Installation (Python)¶
One-line installation:
git clone --recursive https://github.com/dnbaker/sketch && cd sketch/python && python3 setup.py build_ext -j4 && python3 setup.py install
At this point, you will simply import sketch from python:
import sketch_ds
HLL = sketch_ds.hll.hll
h = HLL(10)
for i in range(10000): h.addh(i)
print("Estimated cardinality: %f" % h.report())
Installation (C++)¶
You don’t. Use sketch as a header-only library, but clone recursively.
Features¶
- Sketch structure bindings:
Bloom Filter
HyperLogLog
B-bit minhash
Set Sketch
Distance calculation functions
- Miscellaneous
fastmod/fastdiv for integer reductions
ngram hashing
fast hamming space distance calculations
Modules¶
- There are separate modules for each sketch structure for which there are bindings.
sketch_ds.hll, providing HyperLogLog and comparison, and serialization functions
sketch_ds.bf, providing Bloom Filters and comparison, and serialization functions
sketch_ds.bbmh, providing b-bit minhash implementation + comparison, and serialization functions
sketch_ds.setsketch, providing set sketch + comparison, and serialization functions
For each of these, the module provides construction - either taking parameters or a path to a file.
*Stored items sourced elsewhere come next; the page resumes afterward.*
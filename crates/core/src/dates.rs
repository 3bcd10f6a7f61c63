//! Synthetic admission and discharge timestamps

use chrono::{DateTime, Duration, Months, NaiveDateTime, TimeZone, Timelike};
use rand::Rng;

use crate::model::{DateRole, TreatmentCategory};

/// Latest hour of the day an ambulant patient leaves
const AMBULANT_CLOSING_HOUR: u32 = 19;
/// Window for stationary discharges, both ends inclusive
const DISCHARGE_FIRST_HOUR: u32 = 6;
const DISCHARGE_LAST_HOUR: u32 = 10;

/// An ordered pair of instants, `start <= end`
#[derive(Debug, Clone, PartialEq)]
pub struct DateRange<Tz: TimeZone> {
    start: DateTime<Tz>,
    end: DateTime<Tz>,
}

impl<Tz: TimeZone> DateRange<Tz> {
    /// Build a range. An inverted pair collapses to the degenerate range at `start`.
    pub fn new(start: DateTime<Tz>, end: DateTime<Tz>) -> Self {
        if end < start {
            Self {
                end: start.clone(),
                start,
            }
        } else {
            Self { start, end }
        }
    }

    pub fn start(&self) -> &DateTime<Tz> {
        &self.start
    }

    pub fn end(&self) -> &DateTime<Tz> {
        &self.end
    }

    pub fn is_degenerate(&self) -> bool {
        self.start == self.end
    }

    pub fn contains(&self, instant: &DateTime<Tz>) -> bool {
        &self.start <= instant && instant <= &self.end
    }
}

/// Same date and hour, minutes/seconds/milliseconds zeroed
pub fn round_down<Tz: TimeZone>(instant: &DateTime<Tz>) -> DateTime<Tz> {
    let naive = instant.date_naive().and_hms_opt(instant.hour(), 0, 0);
    resolve_local(instant, naive)
}

/// Same date and hour at `:59:59.000`
pub fn round_up<Tz: TimeZone>(instant: &DateTime<Tz>) -> DateTime<Tz> {
    let naive = instant.date_naive().and_hms_opt(instant.hour(), 59, 59);
    resolve_local(instant, naive)
}

/// Same date at `hour:00:00.000`
pub fn at_hour<Tz: TimeZone>(instant: &DateTime<Tz>, hour: u32) -> DateTime<Tz> {
    let naive = instant.date_naive().and_hms_opt(hour, 0, 0);
    resolve_local(instant, naive)
}

// Wall-clock times skipped by a DST transition fall back to the input instant.
fn resolve_local<Tz: TimeZone>(
    fallback: &DateTime<Tz>,
    naive: Option<NaiveDateTime>,
) -> DateTime<Tz> {
    naive
        .and_then(|n| fallback.timezone().from_local_datetime(&n).earliest())
        .unwrap_or_else(|| fallback.clone())
}

/// Draws synthetic timestamps relative to a fixed reference instant.
///
/// The random source is owned by the generator so callers can seed it.
pub struct DateGenerator<R, Tz: TimeZone> {
    rng: R,
    now: DateTime<Tz>,
}

impl<R: Rng, Tz: TimeZone> DateGenerator<R, Tz> {
    pub fn new(rng: R, now: DateTime<Tz>) -> Self {
        Self { rng, now }
    }

    pub fn now(&self) -> &DateTime<Tz> {
        &self.now
    }

    /// Base range for entry dates: the last two months up to now
    pub fn entry_range(&self) -> DateRange<Tz> {
        let start = self
            .now
            .clone()
            .checked_sub_months(Months::new(2))
            .unwrap_or_else(|| self.now.clone() - Duration::days(61));
        DateRange::new(start, self.now.clone())
    }

    /// Base range for departure dates: now up to one month ahead
    pub fn departure_range(&self) -> DateRange<Tz> {
        let end = self
            .now
            .clone()
            .checked_add_months(Months::new(1))
            .unwrap_or_else(|| self.now.clone() + Duration::days(31));
        DateRange::new(self.now.clone(), end)
    }

    /// Derive an entry or departure instant for a patient of `category`.
    pub fn derive_date(
        &mut self,
        base: DateRange<Tz>,
        category: &TreatmentCategory,
        role: DateRole,
    ) -> DateTime<Tz> {
        if base.is_degenerate() {
            return base.start;
        }

        let range = self.narrow(base, category, role);
        let drawn = self.draw(&range);

        match (role, category) {
            (DateRole::Departure, TreatmentCategory::Stationary) => {
                let hour = self.rng.random_range(DISCHARGE_FIRST_HOUR..=DISCHARGE_LAST_HOUR);
                at_hour(&drawn, hour)
            }
            (DateRole::Departure, _) => round_down(&drawn),
            (DateRole::Entry, _) => drawn,
        }
    }

    fn narrow(
        &self,
        base: DateRange<Tz>,
        category: &TreatmentCategory,
        role: DateRole,
    ) -> DateRange<Tz> {
        match (category, role) {
            (TreatmentCategory::Ambulant, DateRole::Entry) => {
                DateRange::new(at_hour(&self.now, 0), self.now.clone())
            }
            (TreatmentCategory::Ambulant, DateRole::Departure) => {
                DateRange::new(self.now.clone(), at_hour(&self.now, AMBULANT_CLOSING_HOUR))
            }
            (TreatmentCategory::Stationary, DateRole::Departure) => DateRange::new(
                at_hour(base.start(), DISCHARGE_FIRST_HOUR),
                at_hour(base.end(), DISCHARGE_LAST_HOUR),
            ),
            _ => base,
        }
    }

    fn draw(&mut self, range: &DateRange<Tz>) -> DateTime<Tz> {
        let span = range
            .end
            .clone()
            .signed_duration_since(range.start.clone())
            .num_milliseconds();
        if span <= 0 {
            return range.start.clone();
        }
        let offset = self.rng.random_range(0..=span);
        range.start.clone() + Duration::milliseconds(offset)
    }
}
Each of these can be written to and read from a file with .write() and a constructor.
They can be compared with each other with member functions, or you can calculate comparison matrices via sketch_ds.util.jaccard_matrix, sketch_ds.util.containment_matrix, sketch_ds.util.union_size_matrix, sketch_ds.util.intersection_matrix, all of which are in the util module.
Additionally, there are utilities for pairwise distance calculation in the util module.
Additional utilities: sketch_ds.util¶
- fastdiv/fastmod:
Python bindings for fastdiv/fastmod; See https://arxiv.org/abs/1902.01961
fastdiv_ and fastmod_ are in-place modifications, while the un-suffixed returns a new array
- count_eq
Compute # of equal registers between two 1-d numpy arrays.
- ccount_eq
Compute row-pair-wise equal register counts between two 2-d numpy arrays.
- pcount_eq
Compute row-wise upper triangular distance matrix for equal register counts for 1 2-d numpy array.
- shsisz
Computes intersection size between two sorted hash sets.
- hash
hashes strings
- hash_ngrams
takes a list of strings, and then computes
usage
def hash\_ngrams(toks, n=3, seed=0):
:param toks: list of strings
:param n: n- for n-grams, default = 3
:param seed: Set seed for hashing; default = 0
:returns: np.ndarray, with dtype = np.uint64
Computing optimal a and b¶
For lossy compression via quantization, _optimal_ab_ computes the parameter values for best using hash space.